Est-ce que j’ai pardonné ? Bien sûr. Mais pardonner à qui d’abord ? Au violeur du 1er janvier, un moche timide sans doute même vaguement sincère et amoureux ? A ses copains qui voulaient juste lui rendre service et expérimenter cette drogue incroyable dont on leur avait parlé, s’amuser un peu au passage aux dépens d’une fille qui n’était rien pour eux, une fille légère qui n’en était sûrement pas à ça près ? A l’amie qui n’a pas compris ce qui se passait ? A l'absolu connard de goujat qui ayant "levé" la même amie - ma codouche - a tenté d'en avoir deux pour le prix d'une en passant par cette fameuse douche partagée - j'ai verrouillé évidemment ? A la jeune fille simplette et naïve que j’étais, qui n’a pas su ou voulu voir, ou voir à temps que ce qu’elle tenait pour acquis, l’égalité hommes femmes et la liberté sexuelle, ne l’étaient pas pour tous, dans toutes les représentations ? La femme que je suis devenue garde énormément de tendresse et d’empathie pour cette jeune fille-là. Chacun des personnages de cette histoire a sa part de responsabilité individuelle bien sûr, mais c’est bien d’un système qu’il est question ici. Je n’aime pas l’expression « culture du viol », je la trouve excessive et déplacée. Mais il est urgent d’agir contre les stéréotypes, contre l’effet de bande ou de meute (cela dit, dans mon cas, avoir une bande, ne pas être isolée, m’a sans doute évité de sombrer plus profondément encore dans ce que je n’identifiais pas alors comme une dépression). Il est temps d’inverser les représentations du courage. Est courageux celui qui parle et dit stop, pas celui qui, pour se conformer aux diktats de la bande, dépasse ses limites morales pour se prouver qu’il en est capableEst courageuse celle qui ose mettre les mots, agression sexuelle, viol, sur des rituels qui, non, ne sont pas bon enfant.

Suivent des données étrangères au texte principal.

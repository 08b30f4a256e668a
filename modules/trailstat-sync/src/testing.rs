// In-memory doubles for the sync run.
//
// - MockRecordStore (RecordStore): fixed records, toggled failures, logged updates
// - ScriptedBrowser (BrowserLauncher + ProfileBrowser): per-URL read scripts
// - RecordingNotifier (NotifyBackend): keeps every notification it is handed
//
// All three are Clone and share their state, so a test keeps one handle
// for assertions and boxes the other into the run.

use std::collections::{HashMap, HashSet};
use std::path::Path;
use std::sync::{Arc, Mutex};
use std::time::Duration;

use anyhow::{bail, Result};
use async_trait::async_trait;
use chrono::{DateTime, Utc};

use crate::config::{Config, CrmSettings, PollBudget};
use crate::messages::Locale;
use crate::notify::backend::NotifyBackend;
use crate::notify::{Notification, Notifier};
use crate::scrape::{HEADING_SELECTOR, MARKER_SELECTOR};
use crate::traits::{BrowserLauncher, ProfileBrowser, ProfilePage, RecordStore};
use crate::types::{HistoryEntry, ScrapedStatus, SourceRecord, UpdateOutcome};

// ---------------------------------------------------------------------------
// Fixtures
// ---------------------------------------------------------------------------

pub fn source_record(id: &str) -> SourceRecord {
    SourceRecord {
        id: id.to_string(),
        name: format!("Trailblazer {id}"),
        profile_url: profile_url(id),
    }
}

pub fn profile_url(id: &str) -> String {
    format!("https://trailblazer.example/id/{id}")
}

/// Marker text with the full eight lines.
pub fn rank_text(badges: &str, points: &str, trails: &str) -> String {
    format!("Badges\n{badges}\nPoints\n{points}\nTrails\n{trails}\nRank\nRanger")
}

/// Config with no sleeps, no Slack and the CSV under `csv_dir`.
pub fn test_config(csv_dir: &Path, max_polls: u32) -> Config {
    Config {
        locale: Locale::En,
        log_directory: None,
        log_max_files: 30,
        crm: CrmSettings {
            login_url: "https://login.example".to_string(),
            api_version: "59.0".to_string(),
            client_id: "client".to_string(),
            client_secret: "secret".to_string(),
            username: "user@example.com".to_string(),
            password: "password".to_string(),
            should_update: true,
            should_export_history: false,
            history_window_minutes: 5,
        },
        poll: PollBudget {
            interval: Duration::ZERO,
            max_polls,
        },
        chrome_bin: None,
        csv_path: csv_dir.join("trailblazers.csv"),
        slack: None,
    }
}

// ---------------------------------------------------------------------------
// MockRecordStore
// ---------------------------------------------------------------------------

#[derive(Default)]
struct StoreState {
    records: Vec<SourceRecord>,
    history: Vec<HistoryEntry>,
    rejected_ids: HashSet<String>,
    fail_auth: bool,
    fail_query: bool,
    fail_update: bool,
    fail_history: bool,
    authenticated: bool,
    update_batches: Vec<Vec<ScrapedStatus>>,
    history_queries: Vec<DateTime<Utc>>,
}

/// Record store with canned data. Builder pattern:
/// `.with_records()`, `.with_history()`, `.reject()`, `.failing_*()`.
#[derive(Clone, Default)]
pub struct MockRecordStore {
    state: Arc<Mutex<StoreState>>,
}

impl MockRecordStore {
    pub fn new() -> Self {
        Self::default()
    }

    pub fn with_records(self, records: Vec<SourceRecord>) -> Self {
        self.state.lock().unwrap().records = records;
        self
    }

    pub fn with_history(self, history: Vec<HistoryEntry>) -> Self {
        self.state.lock().unwrap().history = history;
        self
    }

    /// Report an unsuccessful outcome for `id` in every update.
    pub fn reject(self, id: &str) -> Self {
        self.state.lock().unwrap().rejected_ids.insert(id.to_string());
        self
    }

    pub fn failing_auth(self) -> Self {
        self.state.lock().unwrap().fail_auth = true;
        self
    }

    pub fn failing_query(self) -> Self {
        self.state.lock().unwrap().fail_query = true;
        self
    }

    pub fn failing_update(self) -> Self {
        self.state.lock().unwrap().fail_update = true;
        self
    }

    pub fn failing_history(self) -> Self {
        self.state.lock().unwrap().fail_history = true;
        self
    }

    /// Every batch passed to `update_statuses`, in call order.
    pub fn update_batches(&self) -> Vec<Vec<ScrapedStatus>> {
        self.state.lock().unwrap().update_batches.clone()
    }

    pub fn history_queries(&self) -> Vec<DateTime<Utc>> {
        self.state.lock().unwrap().history_queries.clone()
    }
}

#[async_trait]
impl RecordStore for MockRecordStore {
    async fn authenticate(&self) -> Result<()> {
        let mut state = self.state.lock().unwrap();
        if state.fail_auth {
            bail!("INVALID_LOGIN: authentication failure");
        }
        state.authenticated = true;
        Ok(())
    }

    async fn fetch_records(&self) -> Result<Vec<SourceRecord>> {
        let state = self.state.lock().unwrap();
        if !state.authenticated {
            bail!("not authenticated");
        }
        if state.fail_query {
            bail!("MALFORMED_QUERY: unexpected token");
        }
        Ok(state.records.clone())
    }

    async fn update_statuses(&self, statuses: &[ScrapedStatus]) -> Result<Vec<UpdateOutcome>> {
        let mut state = self.state.lock().unwrap();
        state.update_batches.push(statuses.to_vec());
        if state.fail_update {
            bail!("REQUEST_LIMIT_EXCEEDED: too many requests");
        }
        Ok(statuses
            .iter()
            .map(|s| {
                if state.rejected_ids.contains(&s.id) {
                    UpdateOutcome {
                        id: None,
                        success: false,
                        errors: vec!["ENTITY_IS_DELETED: entity is deleted".to_string()],
                    }
                } else {
                    UpdateOutcome {
                        id: Some(s.id.clone()),
                        success: true,
                        errors: vec![],
                    }
                }
            })
            .collect())
    }

    async fn recent_history(&self, since: DateTime<Utc>) -> Result<Vec<HistoryEntry>> {
        let mut state = self.state.lock().unwrap();
        state.history_queries.push(since);
        if state.fail_history {
            bail!("INVALID_FIELD: No such column");
        }
        Ok(state.history.clone())
    }
}

// ---------------------------------------------------------------------------
// ScriptedBrowser
// ---------------------------------------------------------------------------

/// What one profile URL does when visited.
#[derive(Clone, Debug, Default)]
pub struct PageScript {
    /// `goto` fails with this message.
    pub navigation_error: Option<String>,
    /// Successive marker read results; the last one repeats.
    pub reads: Vec<Option<String>>,
    pub heading: Option<String>,
}

impl PageScript {
    /// A profile that renders the full marker on the first read.
    pub fn loaded(name: &str, badges: &str, points: &str, trails: &str) -> Self {
        Self {
            navigation_error: None,
            reads: vec![Some(rank_text(badges, points, trails))],
            heading: Some(name.to_string()),
        }
    }

    pub fn navigation_fails(message: &str) -> Self {
        Self {
            navigation_error: Some(message.to_string()),
            ..Self::default()
        }
    }

    pub fn with_reads(reads: Vec<Option<String>>, heading: Option<&str>) -> Self {
        Self {
            navigation_error: None,
            reads,
            heading: heading.map(String::from),
        }
    }
}

#[derive(Default)]
struct BrowserState {
    scripts: HashMap<String, PageScript>,
    fail_launch: bool,
    sessions_launched: usize,
    sessions_closed: usize,
    pages_opened: usize,
    pages_closed: usize,
    marker_reads: HashMap<String, usize>,
}

/// Browser whose pages replay per-URL scripts. Unscripted URLs fail to navigate.
#[derive(Clone, Default)]
pub struct ScriptedBrowser {
    state: Arc<Mutex<BrowserState>>,
}

impl ScriptedBrowser {
    pub fn new() -> Self {
        Self::default()
    }

    pub fn on_page(self, url: &str, script: PageScript) -> Self {
        self.state.lock().unwrap().scripts.insert(url.to_string(), script);
        self
    }

    pub fn failing_launch(self) -> Self {
        self.state.lock().unwrap().fail_launch = true;
        self
    }

    pub fn sessions_launched(&self) -> usize {
        self.state.lock().unwrap().sessions_launched
    }

    pub fn sessions_closed(&self) -> usize {
        self.state.lock().unwrap().sessions_closed
    }

    pub fn pages_opened(&self) -> usize {
        self.state.lock().unwrap().pages_opened
    }

    pub fn pages_closed(&self) -> usize {
        self.state.lock().unwrap().pages_closed
    }

    /// Marker reads issued against `url` across all pages.
    pub fn marker_reads(&self, url: &str) -> usize {
        self.state
            .lock()
            .unwrap()
            .marker_reads
            .get(url)
            .copied()
            .unwrap_or(0)
    }
}

#[async_trait]
impl BrowserLauncher for ScriptedBrowser {
    async fn launch(&self) -> Result<Box<dyn ProfileBrowser>> {
        let mut state = self.state.lock().unwrap();
        if state.fail_launch {
            bail!("Failed to launch the browser process");
        }
        state.sessions_launched += 1;
        Ok(Box::new(self.clone()))
    }
}

#[async_trait]
impl ProfileBrowser for ScriptedBrowser {
    async fn open_page(&self) -> Result<Box<dyn ProfilePage>> {
        self.state.lock().unwrap().pages_opened += 1;
        Ok(Box::new(ScriptedPage {
            state: self.state.clone(),
            url: None,
            script: PageScript::default(),
            read: 0,
        }))
    }

    async fn close(&mut self) -> Result<()> {
        self.state.lock().unwrap().sessions_closed += 1;
        Ok(())
    }
}

struct ScriptedPage {
    state: Arc<Mutex<BrowserState>>,
    url: Option<String>,
    script: PageScript,
    read: usize,
}

#[async_trait]
impl ProfilePage for ScriptedPage {
    async fn goto(&mut self, url: &str) -> Result<()> {
        let script = match self.state.lock().unwrap().scripts.get(url) {
            Some(script) => script.clone(),
            None => bail!("net::ERR_NAME_NOT_RESOLVED at {url}"),
        };
        if let Some(ref message) = script.navigation_error {
            bail!("{message}");
        }
        self.url = Some(url.to_string());
        self.script = script;
        self.read = 0;
        Ok(())
    }

    async fn text_of(&mut self, selector: &str) -> Result<Option<String>> {
        let Some(ref url) = self.url else {
            bail!("page has not navigated");
        };
        match selector {
            MARKER_SELECTOR => {
                *self
                    .state
                    .lock()
                    .unwrap()
                    .marker_reads
                    .entry(url.clone())
                    .or_default() += 1;
                let reads = &self.script.reads;
                let result = reads
                    .get(self.read)
                    .or_else(|| reads.last())
                    .cloned()
                    .flatten();
                self.read += 1;
                Ok(result)
            }
            HEADING_SELECTOR => Ok(self.script.heading.clone()),
            _ => Ok(None),
        }
    }

    async fn close(&mut self) -> Result<()> {
        self.state.lock().unwrap().pages_closed += 1;
        Ok(())
    }
}

// ---------------------------------------------------------------------------
// RecordingNotifier
// ---------------------------------------------------------------------------

/// Keeps every notification in send order. `.failing()` makes every send
/// error after recording.
#[derive(Clone, Default)]
pub struct RecordingNotifier {
    sent: Arc<Mutex<Vec<Notification>>>,
    fail: bool,
}

impl RecordingNotifier {
    pub fn new() -> Self {
        Self::default()
    }

    pub fn failing(mut self) -> Self {
        self.fail = true;
        self
    }

    pub fn notifier(&self) -> Notifier {
        Notifier::new(Box::new(self.clone()))
    }

    pub fn sent(&self) -> Vec<Notification> {
        self.sent.lock().unwrap().clone()
    }
}

#[async_trait]
impl NotifyBackend for RecordingNotifier {
    async fn send(&self, notification: &Notification) -> Result<()> {
        self.sent.lock().unwrap().push(notification.clone());
        if self.fail {
            bail!("channel_not_found");
        }
        Ok(())
    }
}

Le temps passe et tu oublies… même le hashtag #metoo te laisse - relativement - indifférente (dans ton histoire, pas de liens de pouvoir ou d'autorité), jusqu’au fameux papier de Mediapart sur HEC, l'ESSEC et l'EDHEC, à la sortie prochaine du livre correspondant, au hashtag #SciencesPorcs et à cette émission avec Laure Adler sur France 5, la découverte hallucinée des soirées zoulette.

Donc cette violence que tu as subie (et, je me permets d’insister, pas que toi : le « coup d’un soir » raillé par ses copains, le puceau, même le violeur-amoureux haletant… sont aussi en quelque sorte des victimes, qui d’autre ?) non seulement elle ne s’est pas éteinte, mais elle s’est aggravée à coup de réseaux sociaux, de photomontages et de mailing lists ?

La résilience en prend un coup, l’envie de vomir est bien là.
Et je salue ces étudiantes courageuses qui prennent le sujet à bras le corps, et j’espère bien, mais bien fort, que les étudiants hommes les rejoindront (voire les rejoignent déjà) dans ce combat et que les écoles, enfin, ouvriront les yeux sur ce qu’elles tolèrent par paresse intellectuelle et morale.